# PROBLEM TO SOLVE
Your result should be every line of the records below that contains the word "tracing".

# EXCERPTED DATA

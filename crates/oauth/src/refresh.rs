//! Proactive token refresh with per-key single-flight.
//!
//! Decides when a stored credential needs refreshing, guarantees at most one
//! in-flight provider refresh per (service, user) key, and publishes the
//! refreshed credential atomically through the store.

use std::{collections::HashMap, sync::Arc, time::Duration};

use tokio::sync::Mutex;

use crate::{
    error::{AuthError, AuthResult},
    flow::OAuthFlow,
    storage::CredentialStore,
    types::{Credential, CredentialKey, DEFAULT_REFRESH_LOOKAHEAD_SECS, GrantVariant},
};

/// Refresh timing and retry knobs.
#[derive(Debug, Clone)]
pub struct RefreshPolicy {
    /// Seconds before expiry at which a token is refreshed proactively, so
    /// callers never receive one that expires mid-use.
    pub lookahead_secs: u64,
    /// Attempt cap for transient provider failures.
    pub max_attempts: u32,
    /// First retry delay; doubles per attempt.
    pub base_delay: Duration,
}

impl Default for RefreshPolicy {
    fn default() -> Self {
        Self {
            lookahead_secs: DEFAULT_REFRESH_LOOKAHEAD_SECS,
            max_attempts: 3,
            base_delay: Duration::from_millis(500),
        }
    }
}

/// Per-key flight state. `rejected` records that the provider rejected the
/// last refresh for this key, so callers racing the deletion (or arriving
/// after it) see the rejection instead of a bare `NotFound`.
#[derive(Default)]
struct KeySlot {
    rejected: bool,
}

/// Serializes refreshes per key and persists results.
///
/// Locking is scoped per [`CredentialKey`]: the registry lock is held only
/// long enough to clone out the per-key slot, never across the provider
/// call, so unrelated keys never contend.
pub struct RefreshCoordinator {
    store: Arc<dyn CredentialStore>,
    policy: RefreshPolicy,
    in_flight: Mutex<HashMap<CredentialKey, Arc<Mutex<KeySlot>>>>,
}

impl RefreshCoordinator {
    pub fn new(store: Arc<dyn CredentialStore>, policy: RefreshPolicy) -> Self {
        Self {
            store,
            policy,
            in_flight: Mutex::new(HashMap::new()),
        }
    }

    pub fn policy(&self) -> &RefreshPolicy {
        &self.policy
    }

    /// Return the stored credential for `key`, refreshed if it is inside
    /// the lookahead window and refreshable.
    ///
    /// Credentials that cannot be refreshed (no expiry, or a variant
    /// without a refresh token) are returned unchanged; surfacing the
    /// re-authentication requirement for expired ones is the facade's job.
    pub async fn ensure_valid(&self, flow: &OAuthFlow, key: &CredentialKey) -> AuthResult<Credential> {
        let credential = match self.store.get(key).await {
            Ok(credential) => credential,
            Err(err @ AuthError::NotFound { .. }) => {
                if self.was_rejected(key).await {
                    return Err(AuthError::ReauthenticationRequired { key: key.clone() });
                }
                return Err(err);
            },
            Err(e) => return Err(e),
        };

        if !credential.needs_refresh(self.policy.lookahead_secs)
            || credential.grant_variant != GrantVariant::WithRefresh
        {
            return Ok(credential);
        }

        let slot = {
            let mut registry = self.in_flight.lock().await;
            registry.entry(key.clone()).or_default().clone()
        };
        let result = self.refresh_single_flight(flow, key, &slot).await;
        self.release(key, &slot).await;
        result
    }

    /// Whether the last in-flight refresh for `key` was rejected by the
    /// provider. Awaits any flight still running for the key.
    pub(crate) async fn was_rejected(&self, key: &CredentialKey) -> bool {
        let slot = self.in_flight.lock().await.get(key).cloned();
        match slot {
            Some(slot) => slot.lock().await.rejected,
            None => false,
        }
    }

    /// Drop any flight state for `key`; called when the credential is
    /// revoked so the rejection marker does not outlive it.
    pub(crate) async fn forget(&self, key: &CredentialKey) {
        self.in_flight.lock().await.remove(key);
    }

    async fn refresh_single_flight(
        &self,
        flow: &OAuthFlow,
        key: &CredentialKey,
        slot: &Arc<Mutex<KeySlot>>,
    ) -> AuthResult<Credential> {
        let mut state = slot.lock().await;

        // A concurrent caller may have finished while we waited for the
        // key lock; re-read before touching the provider.
        let credential = match self.store.get(key).await {
            Ok(credential) => credential,
            Err(AuthError::NotFound { .. }) if state.rejected => {
                return Err(AuthError::ReauthenticationRequired { key: key.clone() });
            },
            Err(e) => return Err(e),
        };
        if !credential.needs_refresh(self.policy.lookahead_secs) {
            return Ok(credential);
        }

        match self.refresh_with_retry(flow, &credential).await {
            Ok(refreshed) => {
                state.rejected = false;
                self.store.put(&refreshed).await?;
                Ok(refreshed)
            },
            Err(AuthError::RefreshRejected(reason)) => {
                tracing::warn!(%key, %reason, "refresh token invalidated, deleting credential");
                state.rejected = true;
                self.store.delete(key).await?;
                Err(AuthError::ReauthenticationRequired { key: key.clone() })
            },
            Err(e) => Err(e),
        }
    }

    /// Remove the registry entry once its flight is over, unless other
    /// callers still hold it or it carries a rejection marker that later
    /// callers must observe.
    async fn release(&self, key: &CredentialKey, slot: &Arc<Mutex<KeySlot>>) {
        let mut registry = self.in_flight.lock().await;
        let Some(entry) = registry.get(key) else {
            return;
        };
        if !Arc::ptr_eq(entry, slot) {
            return;
        }
        // Two handles left means the registry's and ours: no waiters, and
        // none can appear while we hold the registry lock.
        if Arc::strong_count(entry) == 2
            && entry.try_lock().map(|state| !state.rejected).unwrap_or(false)
        {
            registry.remove(key);
        }
    }

    async fn refresh_with_retry(
        &self,
        flow: &OAuthFlow,
        credential: &Credential,
    ) -> AuthResult<Credential> {
        let mut delay = self.policy.base_delay;
        let mut attempt = 1;
        loop {
            match flow.refresh(credential).await {
                Ok(refreshed) => return Ok(refreshed),
                Err(e) if e.is_transient() && attempt < self.policy.max_attempts => {
                    tracing::debug!(
                        service = %credential.service,
                        user_id = %credential.user_id,
                        attempt,
                        error = %e,
                        "transient refresh failure, backing off"
                    );
                    tokio::time::sleep(delay).await;
                    delay *= 2;
                    attempt += 1;
                },
                Err(e) => return Err(e),
            }
        }
    }
}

# WRITTEN ANSWER
                tracing::warn!(%key, %reason, "refresh token invalidated, deleting credential");
                    tracing::debug!(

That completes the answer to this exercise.